> [Work instructions]: When a line of the records contains "cannot", copy it.

Collected data:
:::::

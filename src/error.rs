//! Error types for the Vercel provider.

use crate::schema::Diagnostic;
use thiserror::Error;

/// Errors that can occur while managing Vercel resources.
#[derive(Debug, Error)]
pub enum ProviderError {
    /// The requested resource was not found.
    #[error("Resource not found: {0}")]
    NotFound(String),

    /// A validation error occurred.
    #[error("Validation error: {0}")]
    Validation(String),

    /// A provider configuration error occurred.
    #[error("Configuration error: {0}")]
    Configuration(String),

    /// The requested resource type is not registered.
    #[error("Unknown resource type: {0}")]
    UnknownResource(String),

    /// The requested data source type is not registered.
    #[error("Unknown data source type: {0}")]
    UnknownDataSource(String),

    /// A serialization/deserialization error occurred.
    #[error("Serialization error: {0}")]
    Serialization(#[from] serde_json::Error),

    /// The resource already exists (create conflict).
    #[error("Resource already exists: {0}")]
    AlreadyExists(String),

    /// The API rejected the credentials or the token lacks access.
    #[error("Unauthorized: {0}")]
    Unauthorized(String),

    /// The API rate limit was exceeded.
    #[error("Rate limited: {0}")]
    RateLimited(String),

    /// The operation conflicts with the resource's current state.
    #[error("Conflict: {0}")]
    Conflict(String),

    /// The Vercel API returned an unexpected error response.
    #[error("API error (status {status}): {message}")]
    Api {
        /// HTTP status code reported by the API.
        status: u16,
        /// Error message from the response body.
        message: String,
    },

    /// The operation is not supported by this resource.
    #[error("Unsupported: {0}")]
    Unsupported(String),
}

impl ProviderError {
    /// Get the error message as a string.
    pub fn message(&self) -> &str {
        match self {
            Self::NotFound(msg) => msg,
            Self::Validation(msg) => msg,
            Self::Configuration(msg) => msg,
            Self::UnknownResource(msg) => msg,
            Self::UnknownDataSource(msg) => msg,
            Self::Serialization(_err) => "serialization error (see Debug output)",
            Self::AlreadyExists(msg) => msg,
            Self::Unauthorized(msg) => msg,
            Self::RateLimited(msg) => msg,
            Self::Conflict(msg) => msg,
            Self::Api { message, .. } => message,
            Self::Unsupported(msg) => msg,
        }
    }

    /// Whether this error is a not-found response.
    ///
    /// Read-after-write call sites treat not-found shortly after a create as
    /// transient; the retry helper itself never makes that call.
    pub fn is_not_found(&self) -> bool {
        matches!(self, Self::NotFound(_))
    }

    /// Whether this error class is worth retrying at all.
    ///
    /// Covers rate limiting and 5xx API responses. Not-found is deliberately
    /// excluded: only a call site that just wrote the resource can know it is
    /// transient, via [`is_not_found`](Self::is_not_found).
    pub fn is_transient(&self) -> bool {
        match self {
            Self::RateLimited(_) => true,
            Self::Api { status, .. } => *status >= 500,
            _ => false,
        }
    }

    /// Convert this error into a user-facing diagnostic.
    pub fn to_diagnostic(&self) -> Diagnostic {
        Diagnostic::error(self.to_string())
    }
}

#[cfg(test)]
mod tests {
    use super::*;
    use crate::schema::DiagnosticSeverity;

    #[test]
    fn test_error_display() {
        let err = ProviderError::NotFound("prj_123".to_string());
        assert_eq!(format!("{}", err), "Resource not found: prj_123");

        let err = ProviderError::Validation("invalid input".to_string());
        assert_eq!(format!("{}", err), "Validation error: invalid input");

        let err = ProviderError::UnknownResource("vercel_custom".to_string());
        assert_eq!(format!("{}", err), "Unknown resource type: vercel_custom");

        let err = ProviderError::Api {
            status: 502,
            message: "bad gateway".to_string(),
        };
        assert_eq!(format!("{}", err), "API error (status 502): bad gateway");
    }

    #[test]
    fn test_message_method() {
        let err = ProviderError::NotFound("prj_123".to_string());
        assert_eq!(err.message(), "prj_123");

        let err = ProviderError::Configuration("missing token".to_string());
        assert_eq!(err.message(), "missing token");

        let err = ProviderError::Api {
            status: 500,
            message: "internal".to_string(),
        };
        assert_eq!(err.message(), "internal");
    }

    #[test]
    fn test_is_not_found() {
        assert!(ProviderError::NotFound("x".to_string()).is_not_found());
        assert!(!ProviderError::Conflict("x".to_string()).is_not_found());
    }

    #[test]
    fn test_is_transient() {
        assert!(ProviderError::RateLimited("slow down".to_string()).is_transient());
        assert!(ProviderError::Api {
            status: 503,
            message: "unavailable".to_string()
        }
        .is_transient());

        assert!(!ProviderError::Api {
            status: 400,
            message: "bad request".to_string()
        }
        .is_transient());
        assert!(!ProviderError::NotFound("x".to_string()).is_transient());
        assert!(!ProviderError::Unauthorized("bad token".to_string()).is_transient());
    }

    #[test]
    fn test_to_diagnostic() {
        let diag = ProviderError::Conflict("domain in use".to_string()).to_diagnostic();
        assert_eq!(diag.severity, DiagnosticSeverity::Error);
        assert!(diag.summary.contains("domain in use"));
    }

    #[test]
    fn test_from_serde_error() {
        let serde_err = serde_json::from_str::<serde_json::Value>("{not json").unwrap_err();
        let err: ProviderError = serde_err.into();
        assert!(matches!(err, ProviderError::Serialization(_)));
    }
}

:::::

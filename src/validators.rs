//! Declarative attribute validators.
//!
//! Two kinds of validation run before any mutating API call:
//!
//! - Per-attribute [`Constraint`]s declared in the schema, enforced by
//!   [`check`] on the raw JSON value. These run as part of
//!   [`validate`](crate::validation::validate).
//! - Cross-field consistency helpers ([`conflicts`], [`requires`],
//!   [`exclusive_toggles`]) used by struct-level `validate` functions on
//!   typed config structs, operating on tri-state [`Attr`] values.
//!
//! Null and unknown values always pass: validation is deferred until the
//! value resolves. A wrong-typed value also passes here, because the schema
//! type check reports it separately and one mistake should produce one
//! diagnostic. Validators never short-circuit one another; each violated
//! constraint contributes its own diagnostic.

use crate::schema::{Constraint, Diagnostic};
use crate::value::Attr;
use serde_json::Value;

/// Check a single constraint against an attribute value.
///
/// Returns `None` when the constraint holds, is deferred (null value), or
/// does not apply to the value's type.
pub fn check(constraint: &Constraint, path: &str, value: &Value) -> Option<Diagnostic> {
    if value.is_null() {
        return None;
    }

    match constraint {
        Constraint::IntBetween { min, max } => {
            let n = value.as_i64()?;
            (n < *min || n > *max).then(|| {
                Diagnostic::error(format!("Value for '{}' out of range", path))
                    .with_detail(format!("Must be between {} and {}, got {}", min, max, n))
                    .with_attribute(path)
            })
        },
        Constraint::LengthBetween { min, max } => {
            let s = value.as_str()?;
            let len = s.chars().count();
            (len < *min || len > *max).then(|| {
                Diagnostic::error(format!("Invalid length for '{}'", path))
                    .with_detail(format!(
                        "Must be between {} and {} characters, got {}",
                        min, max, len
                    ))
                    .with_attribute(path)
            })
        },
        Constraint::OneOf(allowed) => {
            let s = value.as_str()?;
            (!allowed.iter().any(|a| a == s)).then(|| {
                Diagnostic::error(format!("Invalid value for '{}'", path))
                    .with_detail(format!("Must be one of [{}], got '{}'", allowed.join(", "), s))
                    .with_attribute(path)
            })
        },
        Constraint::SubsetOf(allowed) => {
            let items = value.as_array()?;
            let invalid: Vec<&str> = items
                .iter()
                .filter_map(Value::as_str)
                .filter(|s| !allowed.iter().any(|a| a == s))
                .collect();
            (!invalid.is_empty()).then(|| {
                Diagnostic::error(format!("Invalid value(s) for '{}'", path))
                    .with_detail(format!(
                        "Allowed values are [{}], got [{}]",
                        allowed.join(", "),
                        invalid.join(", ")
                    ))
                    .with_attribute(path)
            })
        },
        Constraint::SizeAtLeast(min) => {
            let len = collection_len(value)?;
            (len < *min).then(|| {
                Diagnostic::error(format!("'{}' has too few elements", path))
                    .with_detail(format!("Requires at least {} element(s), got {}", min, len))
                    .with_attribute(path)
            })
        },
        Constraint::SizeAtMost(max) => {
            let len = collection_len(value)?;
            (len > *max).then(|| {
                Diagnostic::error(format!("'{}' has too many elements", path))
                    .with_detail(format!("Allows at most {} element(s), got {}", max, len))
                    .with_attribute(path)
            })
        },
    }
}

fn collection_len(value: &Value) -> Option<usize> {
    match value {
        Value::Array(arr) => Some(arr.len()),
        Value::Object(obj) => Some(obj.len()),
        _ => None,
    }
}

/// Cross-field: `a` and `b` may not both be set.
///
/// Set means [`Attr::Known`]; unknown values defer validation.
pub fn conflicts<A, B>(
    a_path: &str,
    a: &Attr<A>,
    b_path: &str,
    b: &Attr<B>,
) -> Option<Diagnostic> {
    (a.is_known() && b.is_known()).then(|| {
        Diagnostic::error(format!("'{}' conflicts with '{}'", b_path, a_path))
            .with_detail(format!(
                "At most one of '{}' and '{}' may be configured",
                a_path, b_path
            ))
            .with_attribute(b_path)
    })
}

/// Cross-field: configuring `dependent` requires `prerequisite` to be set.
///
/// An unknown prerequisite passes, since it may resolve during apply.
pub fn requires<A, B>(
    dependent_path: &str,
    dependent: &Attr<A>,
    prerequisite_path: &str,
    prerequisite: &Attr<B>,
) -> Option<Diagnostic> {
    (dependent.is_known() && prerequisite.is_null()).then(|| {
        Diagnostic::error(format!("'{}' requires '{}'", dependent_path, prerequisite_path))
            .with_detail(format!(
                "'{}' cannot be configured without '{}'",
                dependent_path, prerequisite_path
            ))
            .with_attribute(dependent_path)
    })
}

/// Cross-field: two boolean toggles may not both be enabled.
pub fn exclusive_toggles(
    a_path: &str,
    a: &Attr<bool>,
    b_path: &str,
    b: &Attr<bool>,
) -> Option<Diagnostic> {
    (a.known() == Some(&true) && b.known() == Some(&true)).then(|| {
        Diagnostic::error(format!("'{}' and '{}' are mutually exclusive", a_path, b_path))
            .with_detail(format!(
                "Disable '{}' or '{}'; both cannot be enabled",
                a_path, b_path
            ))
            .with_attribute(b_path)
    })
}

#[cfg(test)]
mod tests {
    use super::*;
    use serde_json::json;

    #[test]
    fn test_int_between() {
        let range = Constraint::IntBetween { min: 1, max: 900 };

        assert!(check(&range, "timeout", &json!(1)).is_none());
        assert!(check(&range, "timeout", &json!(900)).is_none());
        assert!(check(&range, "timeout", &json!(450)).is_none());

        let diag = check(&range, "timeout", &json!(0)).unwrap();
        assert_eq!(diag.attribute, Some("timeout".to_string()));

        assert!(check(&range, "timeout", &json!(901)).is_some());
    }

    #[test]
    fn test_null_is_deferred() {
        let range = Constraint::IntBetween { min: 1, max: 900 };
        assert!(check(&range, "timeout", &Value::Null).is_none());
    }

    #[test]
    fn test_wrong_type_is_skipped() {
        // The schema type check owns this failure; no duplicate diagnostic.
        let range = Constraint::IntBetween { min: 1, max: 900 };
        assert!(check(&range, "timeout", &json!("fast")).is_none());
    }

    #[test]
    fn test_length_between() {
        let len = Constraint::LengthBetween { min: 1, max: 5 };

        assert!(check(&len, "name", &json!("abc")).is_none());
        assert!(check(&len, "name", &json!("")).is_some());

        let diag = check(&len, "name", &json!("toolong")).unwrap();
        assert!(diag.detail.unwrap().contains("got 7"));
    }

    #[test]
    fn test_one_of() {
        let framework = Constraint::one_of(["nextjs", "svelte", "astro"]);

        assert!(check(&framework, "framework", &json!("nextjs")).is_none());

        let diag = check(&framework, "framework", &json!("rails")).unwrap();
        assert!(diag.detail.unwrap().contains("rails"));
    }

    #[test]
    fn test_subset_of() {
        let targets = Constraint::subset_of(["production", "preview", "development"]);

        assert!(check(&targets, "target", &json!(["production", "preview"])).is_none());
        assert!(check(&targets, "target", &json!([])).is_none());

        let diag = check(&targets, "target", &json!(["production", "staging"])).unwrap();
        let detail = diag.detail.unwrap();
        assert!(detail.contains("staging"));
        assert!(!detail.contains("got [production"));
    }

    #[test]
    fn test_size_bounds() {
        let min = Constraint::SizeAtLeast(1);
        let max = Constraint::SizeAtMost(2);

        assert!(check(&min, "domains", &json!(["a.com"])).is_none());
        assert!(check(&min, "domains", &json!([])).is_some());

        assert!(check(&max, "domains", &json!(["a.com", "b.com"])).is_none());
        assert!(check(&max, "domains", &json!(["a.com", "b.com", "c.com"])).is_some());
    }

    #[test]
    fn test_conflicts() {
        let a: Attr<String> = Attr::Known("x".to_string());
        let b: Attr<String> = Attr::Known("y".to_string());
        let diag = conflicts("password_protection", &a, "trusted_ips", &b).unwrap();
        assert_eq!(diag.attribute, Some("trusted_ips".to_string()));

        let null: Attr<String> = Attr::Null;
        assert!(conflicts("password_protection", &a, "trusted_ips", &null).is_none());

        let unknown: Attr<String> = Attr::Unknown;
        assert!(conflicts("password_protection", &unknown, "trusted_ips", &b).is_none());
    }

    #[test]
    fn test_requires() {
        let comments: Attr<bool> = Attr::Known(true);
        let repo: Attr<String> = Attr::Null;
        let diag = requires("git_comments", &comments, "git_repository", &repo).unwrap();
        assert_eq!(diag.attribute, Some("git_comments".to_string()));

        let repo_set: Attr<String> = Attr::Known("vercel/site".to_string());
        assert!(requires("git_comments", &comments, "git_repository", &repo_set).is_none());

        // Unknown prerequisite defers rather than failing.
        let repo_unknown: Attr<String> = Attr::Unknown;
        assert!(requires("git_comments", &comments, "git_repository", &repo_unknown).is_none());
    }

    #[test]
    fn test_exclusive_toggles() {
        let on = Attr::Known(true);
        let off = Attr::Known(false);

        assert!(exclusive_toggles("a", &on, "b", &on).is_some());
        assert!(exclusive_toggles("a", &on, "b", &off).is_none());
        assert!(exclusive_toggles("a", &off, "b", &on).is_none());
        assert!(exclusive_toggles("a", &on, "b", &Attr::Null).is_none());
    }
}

:::::

> [Output for this task]:
                "'{}' cannot be configured without '{}'",
                "Disable '{}' or '{}'; both cannot be enabled",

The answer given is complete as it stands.